▸ YOUR OBJECTIVE: Lines outside the range are not wanted. Give again exactly the lines between the line holding "pub fn right(&self)" and the line holding "for r in &rects[1..]", inclusive, from the listing below.

--*--

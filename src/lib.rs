use tracing::debug;

use crate::{
    collect::{
        collector::{CollectStats, collect},
        options::{CollectOptions, OptionsPatch},
    },
    dom::document::OverlayHost,
    error::IndexError,
    overlay::renderer::OverlayRenderer,
    refresh::scheduler::{RefreshScheduler, RefreshSignal},
    screen::screen_model::Snapshot,
    trace::{
        logger::TraceLogger,
        trace::{PassTrigger, TraceEvent},
    },
};

pub mod cli;
pub mod collect;
pub mod dom;
pub mod error;
pub mod overlay;
pub mod refresh;
pub mod report;
pub mod screen;
pub mod state;
pub mod trace;

/// Page-lifetime indexing session: remembers the last options, owns the
/// overlay and the refresh scheduler. One per page; drop it on navigation.
pub struct Indexer {
    base: CollectOptions,
    options: CollectOptions,
    overlay: OverlayRenderer,
    scheduler: RefreshScheduler,
    tracer: Option<TraceLogger>,
    passes: u64,
    last_stats: Option<CollectStats>,
}

impl Default for Indexer {
    fn default() -> Self {
        Self::new()
    }
}

impl Indexer {
    pub fn new() -> Self {
        Self::with_base_options(CollectOptions::default())
    }

    /// Options bags passed to `collect` are merged over `base` instead of
    /// the built-in defaults.
    pub fn with_base_options(base: CollectOptions) -> Self {
        Self {
            options: base.clone(),
            base,
            overlay: OverlayRenderer::new(),
            scheduler: RefreshScheduler::new(),
            tracer: None,
            passes: 0,
            last_stats: None,
        }
    }

    pub fn with_tracer(mut self, tracer: TraceLogger) -> Self {
        self.tracer = Some(tracer);
        self
    }

    /// Collect a snapshot of `page` with `patch` merged over the base options.
    /// The merged options are kept for later refreshes.
    pub fn collect<P: OverlayHost>(
        &mut self,
        page: &mut P,
        patch: &OptionsPatch,
    ) -> Result<Snapshot, IndexError> {
        self.options = patch.apply_to(&self.base);
        self.run_pass(page, PassTrigger::Call)
    }

    /// Remove every overlay node this session injected. Idempotent.
    pub fn cleanup_highlights<P: OverlayHost>(&mut self, page: &mut P) {
        self.overlay.dispose(page);
        self.last_stats = None;
    }

    /// Record a scroll or resize; true when it scheduled a new refresh frame.
    pub fn notify(&mut self, signal: RefreshSignal) -> bool {
        let scheduled = self.scheduler.notify(signal);
        debug!(?signal, scheduled, "refresh signal");
        scheduled
    }

    /// Run the pending refresh, if one is scheduled, with the last options.
    pub fn animation_frame<P: OverlayHost>(
        &mut self,
        page: &mut P,
    ) -> Result<Option<Snapshot>, IndexError> {
        if !self.scheduler.take_frame() {
            return Ok(None);
        }
        self.run_pass(page, PassTrigger::Refresh).map(Some)
    }

    pub fn last_options(&self) -> &CollectOptions {
        &self.options
    }

    pub fn last_stats(&self) -> Option<&CollectStats> {
        self.last_stats.as_ref()
    }

    pub fn passes(&self) -> u64 {
        self.passes
    }

    pub fn scheduler(&self) -> &RefreshScheduler {
        &self.scheduler
    }

    pub fn overlay(&self) -> &OverlayRenderer {
        &self.overlay
    }

    fn run_pass<P: OverlayHost>(
        &mut self,
        page: &mut P,
        trigger: PassTrigger,
    ) -> Result<Snapshot, IndexError> {
        if page.container().is_none() {
            return Err(IndexError::DetachedDocument);
        }

        let container = if self.options.highlight {
            self.overlay.init_container(page)
        } else {
            None
        };

        let outcome = collect(&*page, &self.options);

        if let Some(container) = container {
            self.overlay.render(page, container, &outcome.snapshot);
        }

        self.passes += 1;
        if let Some(tracer) = &self.tracer {
            let event = TraceEvent::now(self.passes, trigger, &self.options)
                .with_stats(&outcome.stats)
                .with_snapshot(&outcome.snapshot);
            tracer.log(&event);
        }
        self.last_stats = Some(outcome.stats);

        Ok(outcome.snapshot)
    }
}
use serde::{Deserialize, Serialize};

/// One client rectangle, in viewport coordinates (CSS px).
#[derive(Debug, Clone, Copy, PartialEq, Default, Serialize, Deserialize)]
pub struct Rect {
    pub x: f64,
    pub y: f64,
    pub width: f64,
    pub height: f64,
}

impl Rect {
    pub fn new(x: f64, y: f64, width: f64, height: f64) -> Self {
        Self {
            x,
            y,
            width,
            height,
        }
    }

    pub fn left(&self) -> f64 {
        self.x.min(self.x + self.width)
    }

    pub fn top(&self) -> f64 {
        self.y.min(self.y + self.height)
    }

    pub fn right(&self) -> f64 {
        self.x.max(self.x + self.width)
    }

    pub fn bottom(&self) -> f64 {
        self.y.max(self.y + self.height)
    }

    /// A rect with no area cannot be pointed at and never becomes a record.
    pub fn is_degenerate(&self) -> bool {
        self.width == 0.0 || self.height == 0.0
    }

    pub fn translated(&self, dx: f64, dy: f64) -> Self {
        Self::new(self.x + dx, self.y + dy, self.width, self.height)
    }

    /// Smallest rect covering every rect in `rects`, or `None` when empty.
    pub fn bounding(rects: &[Rect]) -> Option<Rect> {
        let first = rects.first()?;
        let (mut left, mut top, mut right, mut bottom) =
            (first.left(), first.top(), first.right(), first.bottom());

        for r in &rects[1..] {
            left = left.min(r.left());
            top = top.min(r.top());
            right = right.max(r.right());
            bottom = bottom.max(r.bottom());
        }

        Some(Rect::new(left, top, right - left, bottom - top))
    }
}

#[derive(Debug, Clone, Copy, PartialEq, Default, Serialize, Deserialize)]
pub struct Size {
    pub width: f64,
    pub height: f64,
}

impl Size {
    pub fn new(width: f64, height: f64) -> Self {
        Self { width, height }
    }

    pub fn is_zero(&self) -> bool {
        self.width == 0.0 && self.height == 0.0
    }
}

#[derive(Debug, Clone, Copy, PartialEq, Serialize, Deserialize)]
pub struct Viewport {
    pub width: f64,
    pub height: f64,
}

impl Default for Viewport {
    fn default() -> Self {
        Self {
            width: 1280.0,
            height: 720.0,
        }
    }
}

impl Viewport {
    pub fn new(width: f64, height: f64) -> Self {
        Self { width, height }
    }

    /// Standard overlap test against the viewport grown by `expansion` px on
    /// every side. Touching edges count as intersecting.
    pub fn intersects(&self, rect: &Rect, expansion: f64) -> bool {
        !(rect.bottom() < -expansion
            || rect.top() > self.height + expansion
            || rect.right() < -expansion
            || rect.left() > self.width + expansion)
    }

    pub fn intersects_any(&self, rects: &[Rect], expansion: f64) -> bool {
        rects.iter().any(|r| self.intersects(r, expansion))
    }

    pub fn as_rect(&self) -> Rect {
        Rect::new(0.0, 0.0, self.width, self.height)
    }
}
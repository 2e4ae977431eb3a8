use crate::dom::document::{ComputedStyle, Document, NodeId};
use crate::screen::screen_model::ElementDetails;

pub const MAX_TEXT_CHARS: usize = 100;

/// Tags whose `disabled` attribute actually disables them.
const DISABLEABLE_TAGS: &[&str] = &[
    "button", "fieldset", "input", "optgroup", "option", "select", "textarea",
];

pub fn extract_details(doc: &dyn Document, node: NodeId, style: &ComputedStyle) -> ElementDetails {
    let tag = doc.tag_name(node).to_string();
    let attr = |name: &str| {
        doc.attribute(node, name)
            .filter(|v| !v.is_empty())
            .map(str::to_string)
    };

    let text: String = doc
        .inner_text(node)
        .trim()
        .chars()
        .take(MAX_TEXT_CHARS)
        .collect();

    let visible = !(style.is_hidden() || style.is_transparent());

    ElementDetails {
        input_type: input_type(doc, node, &tag),
        id: attr("id"),
        class_name: attr("class"),
        name: attr("name"),
        value: attr("value"),
        placeholder: attr("placeholder"),
        title: attr("title"),
        alt: attr("alt"),
        href: attr("href"),
        role: attr("role"),
        data_testid: attr("data-testid"),
        data_test: attr("data-test"),
        aria_label: attr("aria-label"),
        aria_labelledby: attr("aria-labelledby"),
        text,
        visible,
        enabled: !is_disabled(doc, node),
        required: doc.has_attribute(node, "required"),
        checked: doc.has_attribute(node, "checked"),
        selected: doc.has_attribute(node, "selected"),
        tag,
    }
}

pub fn is_disabled(doc: &dyn Document, node: NodeId) -> bool {
    DISABLEABLE_TAGS.contains(&doc.tag_name(node)) && doc.has_attribute(node, "disabled")
}

/// The element's `type` property: form controls report their implicit type
/// when the attribute is missing.
fn input_type(doc: &dyn Document, node: NodeId, tag: &str) -> Option<String> {
    let declared = doc
        .attribute(node, "type")
        .map(|t| t.trim().to_lowercase())
        .filter(|t| !t.is_empty());

    match tag {
        "input" => Some(declared.unwrap_or_else(|| "text".to_string())),
        "button" => Some(declared.unwrap_or_else(|| "submit".to_string())),
        "select" if doc.has_attribute(node, "multiple") => Some("select-multiple".to_string()),
        "select" => Some("select-one".to_string()),
        "textarea" => Some("textarea".to_string()),
        _ => declared,
    }
}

--*--

▸ RESPONSE BOX:
    pub fn right(&self) -> f64 {
        self.x.max(self.x + self.width)
    }

    pub fn bottom(&self) -> f64 {
        self.y.max(self.y + self.height)
    }

    /// A rect with no area cannot be pointed at and never becomes a record.
    pub fn is_degenerate(&self) -> bool {
        self.width == 0.0 || self.height == 0.0
    }

    pub fn translated(&self, dx: f64, dy: f64) -> Self {
        Self::new(self.x + dx, self.y + dy, self.width, self.height)
    }

    /// Smallest rect covering every rect in `rects`, or `None` when empty.
    pub fn bounding(rects: &[Rect]) -> Option<Rect> {
        let first = rects.first()?;
        let (mut left, mut top, mut right, mut bottom) =
            (first.left(), first.top(), first.right(), first.bottom());

        for r in &rects[1..] {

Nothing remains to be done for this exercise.